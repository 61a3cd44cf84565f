//! In-memory workbook with optional JSON file persistence
//!
//! A file-backed workbook may be shared by several processes (the daemon and
//! `gb propose`, say). Every operation takes an advisory lock on a sibling
//! `.lock` file, reloads the workbook from disk, and for mutations writes it
//! back before the lock is released, so no process works from a stale copy.

use std::collections::BTreeMap;
use std::ffi::OsString;
use std::fs::{self, File, OpenOptions};
use std::path::{Path, PathBuf};

use async_trait::async_trait;
use fs2::FileExt;
use tokio::sync::Mutex;
use tracing::{debug, info};

use super::{Row, SheetError, Sheets};

type Workbook = BTreeMap<String, Vec<Row>>;

/// Workbook held in memory
///
/// When opened with a path, the JSON file is the source of truth: reads see
/// rows written by other processes and mutations are written back (to a temp
/// file, then renamed) while the file lock is held.
pub struct MemorySheets {
    book: Mutex<Workbook>,
    file: Option<BookFile>,
}

/// On-disk location of a file-backed workbook
struct BookFile {
    path: PathBuf,
    lock_path: PathBuf,
    sheets: Vec<String>,
    header_rows: usize,
}

impl BookFile {
    /// Open the lock file and take a shared or exclusive lock; it is released when the handle drops
    fn lock(&self, exclusive: bool) -> Result<File, SheetError> {
        let file = OpenOptions::new()
            .create(true)
            .read(true)
            .write(true)
            .truncate(false)
            .open(&self.lock_path)?;
        if exclusive {
            FileExt::lock_exclusive(&file)?;
        } else {
            FileExt::lock_shared(&file)?;
        }
        Ok(file)
    }

    /// Replace `book` with the file's contents, seeding any missing sheets
    fn load(&self, book: &mut Workbook) -> Result<(), SheetError> {
        if self.path.exists() {
            let content = fs::read_to_string(&self.path)?;
            *book = serde_json::from_str(&content)?;
        }
        let names: Vec<&str> = self.sheets.iter().map(String::as_str).collect();
        for (name, rows) in seed(&names, self.header_rows) {
            book.entry(name).or_insert(rows);
        }
        Ok(())
    }

    fn save(&self, book: &Workbook) -> Result<(), SheetError> {
        let tmp = sibling(&self.path, ".tmp");
        fs::write(&tmp, serde_json::to_string_pretty(book)?)?;
        fs::rename(&tmp, &self.path)?;
        debug!(path = %self.path.display(), "save: workbook written");
        Ok(())
    }
}

impl MemorySheets {
    /// Create an empty workbook with no sheets
    pub fn new() -> Self {
        Self {
            book: Mutex::new(Workbook::new()),
            file: None,
        }
    }

    /// Create a workbook whose sheets each start with `header_rows` title rows
    pub fn with_headers(sheets: &[&str], header_rows: usize) -> Self {
        debug!(?sheets, header_rows, "MemorySheets::with_headers: called");
        Self {
            book: Mutex::new(seed(sheets, header_rows)),
            file: None,
        }
    }

    /// Open a file-backed workbook, seeding missing sheets with header rows
    pub fn open(path: impl AsRef<Path>, sheets: &[&str], header_rows: usize) -> Result<Self, SheetError> {
        let path = path.as_ref().to_path_buf();
        debug!(path = %path.display(), "MemorySheets::open: called");

        if let Some(parent) = path.parent().filter(|p| !p.as_os_str().is_empty()) {
            fs::create_dir_all(parent)?;
        }

        let file = BookFile {
            lock_path: sibling(&path, ".lock"),
            path,
            sheets: sheets.iter().map(|s| s.to_string()).collect(),
            header_rows,
        };
        let mut book = Workbook::new();
        {
            let _lock = file.lock(true)?;
            file.load(&mut book)?;
            file.save(&book)?;
        }

        info!(path = %file.path.display(), sheets = book.len(), "Opened workbook");
        Ok(Self {
            book: Mutex::new(book),
            file: Some(file),
        })
    }

    /// Run `op` against the current workbook
    ///
    /// For a file-backed workbook the file is reloaded under the lock first,
    /// and written back before the lock is released when `write` is set.
    async fn transact<T>(
        &self,
        write: bool,
        op: impl FnOnce(&mut Workbook) -> Result<T, SheetError>,
    ) -> Result<T, SheetError> {
        let mut book = self.book.lock().await;
        let Some(file) = &self.file else {
            return op(&mut *book);
        };

        let _lock = file.lock(write)?;
        file.load(&mut *book)?;
        let out = op(&mut *book)?;
        if write {
            file.save(&*book)?;
        }
        Ok(out)
    }
}

impl Default for MemorySheets {
    fn default() -> Self {
        Self::new()
    }
}

fn seed(sheets: &[&str], header_rows: usize) -> Workbook {
    sheets
        .iter()
        .map(|name| {
            let headers = (0..header_rows).map(|i| vec![format!("{} header {}", name, i + 1)]).collect();
            (name.to_string(), headers)
        })
        .collect()
}

/// `path` with `suffix` appended to its file name (`book.json` -> `book.json.lock`)
fn sibling(path: &Path, suffix: &str) -> PathBuf {
    let mut name = OsString::from(path.as_os_str());
    name.push(suffix);
    PathBuf::from(name)
}

fn sheet_mut<'a>(book: &'a mut Workbook, sheet: &str) -> Result<&'a mut Vec<Row>, SheetError> {
    book.get_mut(sheet)
        .ok_or_else(|| SheetError::SheetNotFound(sheet.to_string()))
}

#[async_trait]
impl Sheets for MemorySheets {
    async fn read(&self, sheet: &str) -> Result<Vec<Row>, SheetError> {
        debug!(%sheet, "MemorySheets::read: called");
        self.transact(false, |book| {
            book.get(sheet)
                .cloned()
                .ok_or_else(|| SheetError::SheetNotFound(sheet.to_string()))
        })
        .await
    }

    async fn append(&self, sheet: &str, row: Row) -> Result<(), SheetError> {
        debug!(%sheet, cells = row.len(), "MemorySheets::append: called");
        self.transact(true, |book| {
            sheet_mut(book, sheet)?.push(row);
            Ok(())
        })
        .await
    }

    async fn write_row(&self, sheet: &str, row_number: usize, row: Row) -> Result<(), SheetError> {
        debug!(%sheet, row_number, "MemorySheets::write_row: called");
        if row_number == 0 {
            return Err(SheetError::RowOutOfRange {
                sheet: sheet.to_string(),
                row: row_number,
            });
        }
        self.transact(true, |book| {
            let rows = sheet_mut(book, sheet)?;
            if rows.len() < row_number {
                rows.resize(row_number, Vec::new());
            }
            rows[row_number - 1] = row;
            Ok(())
        })
        .await
    }

    async fn clear_row(&self, sheet: &str, row_number: usize) -> Result<(), SheetError> {
        debug!(%sheet, row_number, "MemorySheets::clear_row: called");
        self.transact(true, |book| match sheet_mut(book, sheet)?.get_mut(row_number.wrapping_sub(1)) {
            Some(row) => {
                row.clear();
                Ok(())
            }
            None => Err(SheetError::RowOutOfRange {
                sheet: sheet.to_string(),
                row: row_number,
            }),
        })
        .await
    }
}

++++++++++++++++++++

> _Work instructions_
Give every line above again, word for word.

> _Task output_
repository 61a3cd44cf84565f
//! In-memory workbook with optional JSON file persistence
//!
//! A file-backed workbook may be shared by several processes (the daemon and
//! `gb propose`, say). Every operation takes an advisory lock on a sibling
//! `.lock` file, reloads the workbook from disk, and for mutations writes it
//! back before the lock is released, so no process works from a stale copy.

use std::collections::BTreeMap;
use std::ffi::OsString;
use std::fs::{self, File, OpenOptions};
use std::path::{Path, PathBuf};

use async_trait::async_trait;
use fs2::FileExt;
use tokio::sync::Mutex;
use tracing::{debug, info};

use super::{Row, SheetError, Sheets};

type Workbook = BTreeMap<String, Vec<Row>>;

/// Workbook held in memory
///
/// When opened with a path, the JSON file is the source of truth: reads see
/// rows written by other processes and mutations are written back (to a temp
/// file, then renamed) while the file lock is held.
pub struct MemorySheets {
    book: Mutex<Workbook>,
    file: Option<BookFile>,
}

/// On-disk location of a file-backed workbook
struct BookFile {
    path: PathBuf,
    lock_path: PathBuf,
    sheets: Vec<String>,
    header_rows: usize,
}

impl BookFile {
    /// Open the lock file and take a shared or exclusive lock; it is released when the handle drops
    fn lock(&self, exclusive: bool) -> Result<File, SheetError> {
        let file = OpenOptions::new()
            .create(true)
            .read(true)
            .write(true)
            .truncate(false)
            .open(&self.lock_path)?;
        if exclusive {
            FileExt::lock_exclusive(&file)?;
        } else {
            FileExt::lock_shared(&file)?;
        }
        Ok(file)
    }

    /// Replace `book` with the file's contents, seeding any missing sheets
    fn load(&self, book: &mut Workbook) -> Result<(), SheetError> {
        if self.path.exists() {
            let content = fs::read_to_string(&self.path)?;
            *book = serde_json::from_str(&content)?;
        }
        let names: Vec<&str> = self.sheets.iter().map(String::as_str).collect();
        for (name, rows) in seed(&names, self.header_rows) {
            book.entry(name).or_insert(rows);
        }
        Ok(())
    }

    fn save(&self, book: &Workbook) -> Result<(), SheetError> {
        let tmp = sibling(&self.path, ".tmp");
        fs::write(&tmp, serde_json::to_string_pretty(book)?)?;
        fs::rename(&tmp, &self.path)?;
        debug!(path = %self.path.display(), "save: workbook written");
        Ok(())
    }
}

impl MemorySheets {
    /// Create an empty workbook with no sheets
    pub fn new() -> Self {
        Self {
            book: Mutex::new(Workbook::new()),
            file: None,
        }
    }

    /// Create a workbook whose sheets each start with `header_rows` title rows
    pub fn with_headers(sheets: &[&str], header_rows: usize) -> Self {
        debug!(?sheets, header_rows, "MemorySheets::with_headers: called");
        Self {
            book: Mutex::new(seed(sheets, header_rows)),
            file: None,
        }
    }

    /// Open a file-backed workbook, seeding missing sheets with header rows
    pub fn open(path: impl AsRef<Path>, sheets: &[&str], header_rows: usize) -> Result<Self, SheetError> {
        let path = path.as_ref().to_path_buf();
        debug!(path = %path.display(), "MemorySheets::open: called");

        if let Some(parent) = path.parent().filter(|p| !p.as_os_str().is_empty()) {
            fs::create_dir_all(parent)?;
        }

        let file = BookFile {
            lock_path: sibling(&path, ".lock"),
            path,
            sheets: sheets.iter().map(|s| s.to_string()).collect(),
            header_rows,
        };
        let mut book = Workbook::new();
        {
            let _lock = file.lock(true)?;
            file.load(&mut book)?;
            file.save(&book)?;
        }

        info!(path = %file.path.display(), sheets = book.len(), "Opened workbook");
        Ok(Self {
            book: Mutex::new(book),
            file: Some(file),
        })
    }

    /// Run `op` against the current workbook
    ///
    /// For a file-backed workbook the file is reloaded under the lock first,
    /// and written back before the lock is released when `write` is set.
    async fn transact<T>(
        &self,
        write: bool,
        op: impl FnOnce(&mut Workbook) -> Result<T, SheetError>,
    ) -> Result<T, SheetError> {
        let mut book = self.book.lock().await;
        let Some(file) = &self.file else {
            return op(&mut *book);
        };

        let _lock = file.lock(write)?;
        file.load(&mut *book)?;
        let out = op(&mut *book)?;
        if write {
            file.save(&*book)?;
        }
        Ok(out)
    }
}

impl Default for MemorySheets {
    fn default() -> Self {
        Self::new()
    }
}

fn seed(sheets: &[&str], header_rows: usize) -> Workbook {
    sheets
        .iter()
        .map(|name| {
            let headers = (0..header_rows).map(|i| vec![format!("{} header {}", name, i + 1)]).collect();
            (name.to_string(), headers)
        })
        .collect()
}

/// `path` with `suffix` appended to its file name (`book.json` -> `book.json.lock`)
fn sibling(path: &Path, suffix: &str) -> PathBuf {
    let mut name = OsString::from(path.as_os_str());
    name.push(suffix);
    PathBuf::from(name)
}

fn sheet_mut<'a>(book: &'a mut Workbook, sheet: &str) -> Result<&'a mut Vec<Row>, SheetError> {
    book.get_mut(sheet)
        .ok_or_else(|| SheetError::SheetNotFound(sheet.to_string()))
}

#[async_trait]
impl Sheets for MemorySheets {
    async fn read(&self, sheet: &str) -> Result<Vec<Row>, SheetError> {
        debug!(%sheet, "MemorySheets::read: called");
        self.transact(false, |book| {
            book.get(sheet)
                .cloned()
                .ok_or_else(|| SheetError::SheetNotFound(sheet.to_string()))
        })
        .await
    }

    async fn append(&self, sheet: &str, row: Row) -> Result<(), SheetError> {
        debug!(%sheet, cells = row.len(), "MemorySheets::append: called");
        self.transact(true, |book| {
            sheet_mut(book, sheet)?.push(row);
            Ok(())
        })
        .await
    }

    async fn write_row(&self, sheet: &str, row_number: usize, row: Row) -> Result<(), SheetError> {
        debug!(%sheet, row_number, "MemorySheets::write_row: called");
        if row_number == 0 {
            return Err(SheetError::RowOutOfRange {
                sheet: sheet.to_string(),
                row: row_number,
            });
        }
        self.transact(true, |book| {
            let rows = sheet_mut(book, sheet)?;
            if rows.len() < row_number {
                rows.resize(row_number, Vec::new());
            }
            rows[row_number - 1] = row;
            Ok(())
        })
        .await
    }

    async fn clear_row(&self, sheet: &str, row_number: usize) -> Result<(), SheetError> {
        debug!(%sheet, row_number, "MemorySheets::clear_row: called");
        self.transact(true, |book| match sheet_mut(book, sheet)?.get_mut(row_number.wrapping_sub(1)) {
            Some(row) => {
                row.clear();
                Ok(())
            }
            None => Err(SheetError::RowOutOfRange {
                sheet: sheet.to_string(),
                row: row_number,
            }),
        })
        .await
    }
}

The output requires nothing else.